Maybe i just made a silly mistake, but i wrote a quick function to generate a indexed geometry from a non-indexed one for a test. But for some reasons it will be always wrong (a lot faces missing/wrong), while all vertices are only merged into an index.

Maybe you have some non-indexed geometry floating around to test. geometry is the non-indexed geometry for input and out should be a empty new THREE.BufferGeometry instance.

Edit: And as expected it was just a silly mistake, i’ve used signed ArrayBuffers instead unsigned ones.

function indexBuffer(geometry, out) {

    const vertices = {};
    const list = [];

    function KEY(v) {

        return Math.floor( v.x * 1000 ) + '_' + Math.floor( v.y * 1000 ) + '_'  + Math.floor( v.z * 1000 );

    }

    function VERTEX(v) {

        const id = KEY(v);

        if ( vertices[id] === undefined ) {

            vertices[id] = list.length;

            list.push(v);

        }

        return vertices[id];

    }

    const faces = geometry.faces;

    const type = faces.length * 3 > 65536 ? Int32Array : Int16Array;

    const array = new type(faces.length * 3);

    for ( let i = 0, l = faces.length; i < l; i ++ ) {

        const face = faces[i];

        array[i * 3    ] = VERTEX(geometry.vertices[face.a]);
        array[i * 3 + 1] = VERTEX(geometry.vertices[face.b]);
        array[i * 3 + 2] = VERTEX(geometry.vertices[face.c]);

    }


    out.index = new THREE.BufferAttribute(array, 1);


    const verticesArray = new Float32Array(list.length * 3);

    for ( let i = 0, l = list.length; i < l; i ++ ) {

        const vertex = list[i];

        verticesArray[i * 3    ] = vertex.x;
        verticesArray[i * 3 + 1] = vertex.y;
        verticesArray[i * 3 + 2] = vertex.z;

    }

    out.attributes.position = new THREE.BufferAttribute(verticesArray, 3);



}
1 Like

The answer to this has been posted here:

Summary below:
Freystar has written a code that can be used to convert non-indexed to indexed geometry, BUT three.js has later implemented a method that can help with this called BufferGeometryUtils.mergeVertices() which is the recommended approach right now.

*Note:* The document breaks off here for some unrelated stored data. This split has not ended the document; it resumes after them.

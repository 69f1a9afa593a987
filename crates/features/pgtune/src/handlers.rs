//! HTTP surface of the tuning calculator.

use crate::{Pgtune, TuneError, TuningProfile, TuningRequest};
use axum::Json;
use axum::extract::State;
use psf_derive::api_handler;
use psf_domain::constants::TUNING_TAG;
use psf_kernel::server::{ApiError, ApiState};
use utoipa_axum::router::OpenApiRouter;
use utoipa_axum::routes;

pub fn router() -> OpenApiRouter<ApiState> {
    OpenApiRouter::new().routes(routes!(tune_handler))
}

#[api_handler(
    post,
    path = "/api/pgtune",
    request_body = TuningRequest,
    responses(
        (status = OK, description = "Recommended postgresql.conf values", body = TuningProfile),
        (status = BAD_REQUEST, description = "Invalid tuning attributes"),
    ),
    tag = TUNING_TAG,
)]
pub(crate) async fn tune_handler(
    State(state): State<ApiState>,
    Json(request): Json<TuningRequest>,
) -> Result<Json<TuningProfile>, ApiError> {
    let slice = state.try_get_slice::<Pgtune>()?;
    let profile = request.or_defaults(&slice.defaults).tune().map_err(to_api_error)?;
    Ok(Json(profile))
}

fn to_api_error(err: TuneError) -> ApiError {
    match err {
        TuneError::InvalidConfiguration { .. } => {
            ApiError::BadRequest { message: err.to_string().into(), context: None }
        },
        other => ApiError::Internal { message: other.to_string().into(), context: None },
    }
}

import * as BufferGeometryUtils from "three/examples/jsm/utils/BufferGeometryUtils.js";

documentation link:
https://threejs.org/docs/?q=buffergeom#examples/en/utils/BufferGeometryUtils.mergeVertices

I’m not sure why you’re answering this 6 year old post with another post of mine :face_with_hand_over_mouth:

1 Like

When I searched for this issue, I found this post the very first time, but did not see any response.